A new ransomware family called Osiris has emerged in a high‑profile attack against a Southeast Asian food service franchisee, first spotted in November 2025. According to Threat Hunter Team (Symantec and Carbon Black), Osiris deploys a sophisticated arsenal of “living off the land” tools and malicious drivers to disrupt its victim’s operations, including a BYOVD‑style driver masquerading as legitimate antivirus software.
Investigators note that while the name Osiris echoes a 2016 ransomware family, this threat appears to be a distinct and entirely new ransomware family with its own toolset.

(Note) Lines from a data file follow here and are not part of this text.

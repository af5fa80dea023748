use crate::collections::Map;
use crate::intern::Symbol;
use crate::value::Value;
use std::cell::RefCell;
use std::collections::HashSet;
use std::rc::Rc;

/// A lexical scope: one binding frame plus a parent chain. Frames are
/// builder-mode `Map`s keyed by `Value::Symbol`; symbol interning makes each
/// probe a pointer hash. Environments are `Rc`-shared between the evaluator
/// and the closures that captured them.
#[derive(Debug)]
pub struct Environment {
    parent: Option<Rc<Environment>>,
    frame: RefCell<Map>,
}

impl Environment {
    pub fn new() -> Rc<Environment> {
        Rc::new(Environment {
            parent: None,
            frame: RefCell::new(Map::builder()),
        })
    }

    pub fn new_enclosed(parent: Rc<Environment>) -> Rc<Environment> {
        Rc::new(Environment {
            parent: Some(parent),
            frame: RefCell::new(Map::builder()),
        })
    }

    /// Bind in this frame, shadowing any parent binding.
    pub fn define(&self, symbol: &Symbol, value: Value) {
        self.frame
            .borrow_mut()
            .insert(Value::Symbol(symbol.clone()), value);
    }

    pub fn lookup(&self, symbol: &Symbol) -> Option<Value> {
        let key = Value::Symbol(symbol.clone());
        let mut env = self;
        loop {
            if let Some(value) = env.frame.borrow().get(&key) {
                return Some(value.clone());
            }
            env = env.parent.as_deref()?;
        }
    }

    /// Rebind the nearest existing binding. `false` when the symbol is
    /// unbound anywhere in the chain.
    pub fn set(&self, symbol: &Symbol, value: Value) -> bool {
        let key = Value::Symbol(symbol.clone());
        let mut env = self;
        loop {
            if env.frame.borrow().get(&key).is_some() {
                env.frame.borrow_mut().insert(key, value);
                return true;
            }
            match env.parent.as_deref() {
                Some(parent) => env = parent,
                None => return false,
            }
        }
    }

    /// Every name bound in this chain, for the REPL completer.
    pub fn identifiers(&self) -> HashSet<String> {
        let mut names = HashSet::new();
        let mut env = Some(self);
        while let Some(e) = env {
            for (key, _) in e.frame.borrow().iter() {
                if let Value::Symbol(s) = key {
                    names.insert(s.to_string());
                }
            }
            env = e.parent.as_deref();
        }
        names
    }
}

The attack chain shows potential links—or at least shared tradecraft—with the Inc ransomware group, including data exfiltration via Rclone to a Wasabi cloud storage bucket and the use of a Mimikatz variant named kaz[.]exe that was previously used by Inc operators.
Osiris also employs Poortry, a driver previously favoured by Medusa ransomware, and enforces a hybrid encryption scheme of ECC + AES‑128‑CTR to encrypt files, preceded by the termination of critical processes such as SQL and Oracle databases and common productivity apps. The ransom note is titled Osiris-MESSAGE[.]txt and directs victims to a negotiation chat.
According to the report, the impact of Osiris on the ransomware landscape remains to be seen, but its sophisticated toolset suggests experienced attackers are wielding it.